Records from a dataset:
· · · ·

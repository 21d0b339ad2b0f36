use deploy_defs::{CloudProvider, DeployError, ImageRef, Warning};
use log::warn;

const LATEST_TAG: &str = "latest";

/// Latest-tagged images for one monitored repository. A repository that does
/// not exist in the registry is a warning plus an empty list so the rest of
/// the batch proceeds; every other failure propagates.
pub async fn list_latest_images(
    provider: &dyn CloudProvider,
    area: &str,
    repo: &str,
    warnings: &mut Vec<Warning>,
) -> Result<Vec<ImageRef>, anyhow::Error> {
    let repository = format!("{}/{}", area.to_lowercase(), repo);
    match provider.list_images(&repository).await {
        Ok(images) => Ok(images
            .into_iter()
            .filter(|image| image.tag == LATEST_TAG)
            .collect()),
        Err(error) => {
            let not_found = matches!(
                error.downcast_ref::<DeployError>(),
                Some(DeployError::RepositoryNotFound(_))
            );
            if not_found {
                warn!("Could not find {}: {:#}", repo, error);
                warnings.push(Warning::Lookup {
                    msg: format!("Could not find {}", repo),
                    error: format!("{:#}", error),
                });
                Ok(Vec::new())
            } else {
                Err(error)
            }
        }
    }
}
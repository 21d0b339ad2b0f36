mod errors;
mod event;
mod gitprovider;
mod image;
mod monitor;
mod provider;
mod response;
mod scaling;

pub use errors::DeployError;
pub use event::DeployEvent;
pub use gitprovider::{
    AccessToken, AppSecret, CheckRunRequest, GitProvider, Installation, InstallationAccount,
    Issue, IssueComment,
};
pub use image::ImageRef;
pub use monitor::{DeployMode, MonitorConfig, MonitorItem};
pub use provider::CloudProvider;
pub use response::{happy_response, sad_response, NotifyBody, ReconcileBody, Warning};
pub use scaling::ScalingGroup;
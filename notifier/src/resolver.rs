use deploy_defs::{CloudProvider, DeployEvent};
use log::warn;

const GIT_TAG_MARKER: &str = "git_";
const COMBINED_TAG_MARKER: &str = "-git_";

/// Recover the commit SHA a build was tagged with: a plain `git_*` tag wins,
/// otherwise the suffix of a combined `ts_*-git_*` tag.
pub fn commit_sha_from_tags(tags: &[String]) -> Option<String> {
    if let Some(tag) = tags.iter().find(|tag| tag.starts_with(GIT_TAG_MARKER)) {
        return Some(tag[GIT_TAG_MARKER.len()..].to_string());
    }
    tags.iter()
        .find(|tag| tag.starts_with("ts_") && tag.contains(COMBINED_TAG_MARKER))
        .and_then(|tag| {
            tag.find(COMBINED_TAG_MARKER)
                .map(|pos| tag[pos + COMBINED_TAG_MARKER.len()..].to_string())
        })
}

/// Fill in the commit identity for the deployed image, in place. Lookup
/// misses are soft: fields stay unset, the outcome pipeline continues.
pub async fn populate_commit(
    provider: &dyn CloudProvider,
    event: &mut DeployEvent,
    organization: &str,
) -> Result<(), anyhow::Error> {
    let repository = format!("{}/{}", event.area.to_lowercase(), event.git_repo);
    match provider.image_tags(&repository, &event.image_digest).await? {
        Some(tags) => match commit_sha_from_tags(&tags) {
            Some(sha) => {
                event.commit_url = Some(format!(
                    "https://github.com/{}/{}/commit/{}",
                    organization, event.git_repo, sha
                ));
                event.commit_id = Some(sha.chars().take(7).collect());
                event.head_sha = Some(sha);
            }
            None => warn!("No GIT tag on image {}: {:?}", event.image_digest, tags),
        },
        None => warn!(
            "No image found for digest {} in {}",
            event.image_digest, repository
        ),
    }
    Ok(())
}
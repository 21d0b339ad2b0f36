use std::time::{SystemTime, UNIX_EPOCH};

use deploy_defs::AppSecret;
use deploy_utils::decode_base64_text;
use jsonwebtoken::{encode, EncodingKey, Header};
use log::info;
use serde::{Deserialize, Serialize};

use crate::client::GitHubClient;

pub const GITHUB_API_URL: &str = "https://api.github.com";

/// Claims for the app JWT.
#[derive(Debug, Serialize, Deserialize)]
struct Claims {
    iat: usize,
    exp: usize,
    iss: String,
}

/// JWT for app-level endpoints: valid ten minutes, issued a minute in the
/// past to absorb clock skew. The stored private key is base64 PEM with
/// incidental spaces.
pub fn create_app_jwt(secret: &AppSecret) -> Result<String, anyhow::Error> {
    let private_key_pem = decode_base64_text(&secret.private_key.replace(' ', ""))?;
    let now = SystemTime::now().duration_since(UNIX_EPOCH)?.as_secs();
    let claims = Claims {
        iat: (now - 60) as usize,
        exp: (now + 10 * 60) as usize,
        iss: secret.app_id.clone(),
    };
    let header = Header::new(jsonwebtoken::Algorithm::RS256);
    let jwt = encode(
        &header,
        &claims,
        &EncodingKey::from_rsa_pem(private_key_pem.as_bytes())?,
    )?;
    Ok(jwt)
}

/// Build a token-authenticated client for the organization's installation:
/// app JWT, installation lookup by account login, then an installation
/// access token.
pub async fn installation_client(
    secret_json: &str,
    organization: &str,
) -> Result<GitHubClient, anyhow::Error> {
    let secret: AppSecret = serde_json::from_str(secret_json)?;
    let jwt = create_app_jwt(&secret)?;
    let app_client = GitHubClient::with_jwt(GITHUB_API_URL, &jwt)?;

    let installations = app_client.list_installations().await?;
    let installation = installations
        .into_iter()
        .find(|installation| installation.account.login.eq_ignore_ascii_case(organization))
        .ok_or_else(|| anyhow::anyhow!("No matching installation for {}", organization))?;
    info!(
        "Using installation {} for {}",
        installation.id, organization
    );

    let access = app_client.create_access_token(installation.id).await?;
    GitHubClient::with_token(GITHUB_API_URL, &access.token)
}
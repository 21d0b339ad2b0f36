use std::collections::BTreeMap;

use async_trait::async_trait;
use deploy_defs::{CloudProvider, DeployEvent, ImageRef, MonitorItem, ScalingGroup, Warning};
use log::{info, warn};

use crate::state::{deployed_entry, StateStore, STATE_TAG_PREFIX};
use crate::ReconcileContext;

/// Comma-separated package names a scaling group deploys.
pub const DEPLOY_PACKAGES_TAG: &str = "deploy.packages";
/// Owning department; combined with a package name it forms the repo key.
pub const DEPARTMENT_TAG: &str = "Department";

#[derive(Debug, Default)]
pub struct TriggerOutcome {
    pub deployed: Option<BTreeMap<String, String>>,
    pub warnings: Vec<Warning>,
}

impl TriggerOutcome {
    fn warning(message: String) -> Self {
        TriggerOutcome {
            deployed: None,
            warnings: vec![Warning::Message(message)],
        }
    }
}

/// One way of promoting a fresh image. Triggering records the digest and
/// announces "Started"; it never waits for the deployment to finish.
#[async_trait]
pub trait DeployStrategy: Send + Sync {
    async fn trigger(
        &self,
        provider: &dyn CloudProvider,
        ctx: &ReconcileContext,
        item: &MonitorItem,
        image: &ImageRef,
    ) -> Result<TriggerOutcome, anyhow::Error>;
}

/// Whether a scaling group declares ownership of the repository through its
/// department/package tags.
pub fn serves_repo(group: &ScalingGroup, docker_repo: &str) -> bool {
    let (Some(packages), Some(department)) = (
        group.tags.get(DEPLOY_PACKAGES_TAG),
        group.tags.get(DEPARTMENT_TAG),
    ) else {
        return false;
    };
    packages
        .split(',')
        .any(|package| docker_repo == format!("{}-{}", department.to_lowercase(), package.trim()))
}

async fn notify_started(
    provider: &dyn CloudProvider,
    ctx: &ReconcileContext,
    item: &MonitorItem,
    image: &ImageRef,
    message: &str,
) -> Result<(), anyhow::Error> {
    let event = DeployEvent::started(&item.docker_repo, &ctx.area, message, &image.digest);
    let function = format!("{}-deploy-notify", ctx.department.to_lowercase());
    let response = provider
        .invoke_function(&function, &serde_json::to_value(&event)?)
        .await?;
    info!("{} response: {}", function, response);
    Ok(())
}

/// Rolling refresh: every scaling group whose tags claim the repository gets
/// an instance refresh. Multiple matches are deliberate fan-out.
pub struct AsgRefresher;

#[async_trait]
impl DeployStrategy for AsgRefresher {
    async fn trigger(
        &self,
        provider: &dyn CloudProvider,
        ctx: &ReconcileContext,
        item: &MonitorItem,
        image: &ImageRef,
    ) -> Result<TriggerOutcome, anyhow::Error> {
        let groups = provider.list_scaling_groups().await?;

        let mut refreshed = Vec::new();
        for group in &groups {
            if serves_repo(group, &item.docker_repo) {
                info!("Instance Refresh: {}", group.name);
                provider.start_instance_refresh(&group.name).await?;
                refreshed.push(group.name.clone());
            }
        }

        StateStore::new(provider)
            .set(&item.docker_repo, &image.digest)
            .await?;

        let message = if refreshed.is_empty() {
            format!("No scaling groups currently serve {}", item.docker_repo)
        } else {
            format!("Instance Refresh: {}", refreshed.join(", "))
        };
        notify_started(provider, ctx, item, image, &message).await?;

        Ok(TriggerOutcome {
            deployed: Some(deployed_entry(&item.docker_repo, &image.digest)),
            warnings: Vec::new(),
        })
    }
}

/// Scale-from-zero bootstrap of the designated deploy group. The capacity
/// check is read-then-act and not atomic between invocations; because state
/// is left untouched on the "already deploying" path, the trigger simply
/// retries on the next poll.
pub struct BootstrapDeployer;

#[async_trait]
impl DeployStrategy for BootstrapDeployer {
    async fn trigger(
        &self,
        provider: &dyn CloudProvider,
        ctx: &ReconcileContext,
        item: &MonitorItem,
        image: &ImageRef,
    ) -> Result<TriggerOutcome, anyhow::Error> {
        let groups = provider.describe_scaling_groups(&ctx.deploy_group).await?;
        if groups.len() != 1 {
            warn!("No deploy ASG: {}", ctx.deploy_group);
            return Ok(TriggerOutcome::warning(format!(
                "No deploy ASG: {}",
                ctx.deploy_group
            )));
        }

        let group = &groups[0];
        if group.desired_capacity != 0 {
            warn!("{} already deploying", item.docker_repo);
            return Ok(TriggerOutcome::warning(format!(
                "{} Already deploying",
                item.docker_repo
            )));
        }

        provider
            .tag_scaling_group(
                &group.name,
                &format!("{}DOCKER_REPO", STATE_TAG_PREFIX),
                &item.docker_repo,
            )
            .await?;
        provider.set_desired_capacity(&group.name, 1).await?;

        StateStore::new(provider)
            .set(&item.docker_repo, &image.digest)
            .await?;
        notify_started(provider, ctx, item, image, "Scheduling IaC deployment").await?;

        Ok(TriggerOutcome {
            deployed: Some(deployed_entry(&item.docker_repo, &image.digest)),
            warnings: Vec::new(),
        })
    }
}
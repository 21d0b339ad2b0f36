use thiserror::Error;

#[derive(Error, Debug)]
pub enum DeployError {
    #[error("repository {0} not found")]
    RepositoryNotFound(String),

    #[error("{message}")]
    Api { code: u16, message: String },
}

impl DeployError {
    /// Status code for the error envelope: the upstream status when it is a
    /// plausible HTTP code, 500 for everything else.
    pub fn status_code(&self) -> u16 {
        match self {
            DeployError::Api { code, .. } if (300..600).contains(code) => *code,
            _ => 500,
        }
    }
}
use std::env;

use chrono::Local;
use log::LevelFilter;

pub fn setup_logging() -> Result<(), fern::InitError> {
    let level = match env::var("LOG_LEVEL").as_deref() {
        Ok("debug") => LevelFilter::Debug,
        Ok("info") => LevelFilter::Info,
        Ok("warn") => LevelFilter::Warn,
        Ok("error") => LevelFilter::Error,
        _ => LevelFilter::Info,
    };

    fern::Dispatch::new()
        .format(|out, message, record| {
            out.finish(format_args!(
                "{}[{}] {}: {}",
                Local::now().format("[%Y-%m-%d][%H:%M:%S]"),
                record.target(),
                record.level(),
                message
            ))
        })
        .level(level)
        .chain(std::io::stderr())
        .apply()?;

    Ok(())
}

· · · ·

## WORK ITEM:
Show the lines of the entries that include the string "message", copying each in full.

## EXPECTED OUTPUT:
    fn warning(message: String) -> Self {
            warnings: vec![Warning::Message(message)],
    message: &str,
    let event = DeployEvent::started(&item.docker_repo, &ctx.area, message, &image.digest);
        let message = if refreshed.is_empty() {
        notify_started(provider, ctx, item, image, &message).await?;
    #[error("{message}")]
    Api { code: u16, message: String },
        .format(|out, message, record| {
                message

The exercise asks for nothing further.